Take your time with this book. There is no end to get to, only moments to take you to live in the new world in your mind. As you turn a page a picture might appear or a story unfold; watch for the words and images to leap off the pages and dance. That’s when you know you’ve gotten into the new world.

The placement of photographs and paintings as they appear in this book might be likened to a jazz rhythm, or a sequence of several separate stories to visit along this path, or windows into a moment in time in one person’s life. You might ask yourself, What was the photographer experiencing? What about the horses? What about the artist, what had she seen? What is she expressing or commenting on?

I’ll now turn you loose knowing I’ve given you the best instructions I know how to give through a book. I hope to meet you again in the last chapter and tell you more about who we are and just how we plan to save all the horses and humans.

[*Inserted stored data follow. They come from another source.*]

pub mod controller;
pub mod form;
pub mod workflow;

pub use crate::domain::model::{FormField, ReservationDraft, StatusKind, SubmissionStatus};
pub use crate::domain::ports::{BookingGateway, ConfigProvider, StatusMessages, SubmitOutcome};
pub use crate::utils::error::Result;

Add your comments below to get the first chapter sent to you.

Sunday, June 3, 2012

Passing it on

Passing it on
There is a spirit behind what we're doing.  We'd like those of us who are interested in being part of OurHorses to be able to communicate from that spirit. We can also call it communicating from the heart.  It is that feeling within us that hurts when we see a captive horse, whether confined within ropes or small spaces.  It is the spirit that longs to see that horse out, free, running with friends, eating grasses, drinking from streams.  It is the spirit that feels right when we know we are doing our best to ensure that all horses can live lives as part of nature, no longer servants of humans.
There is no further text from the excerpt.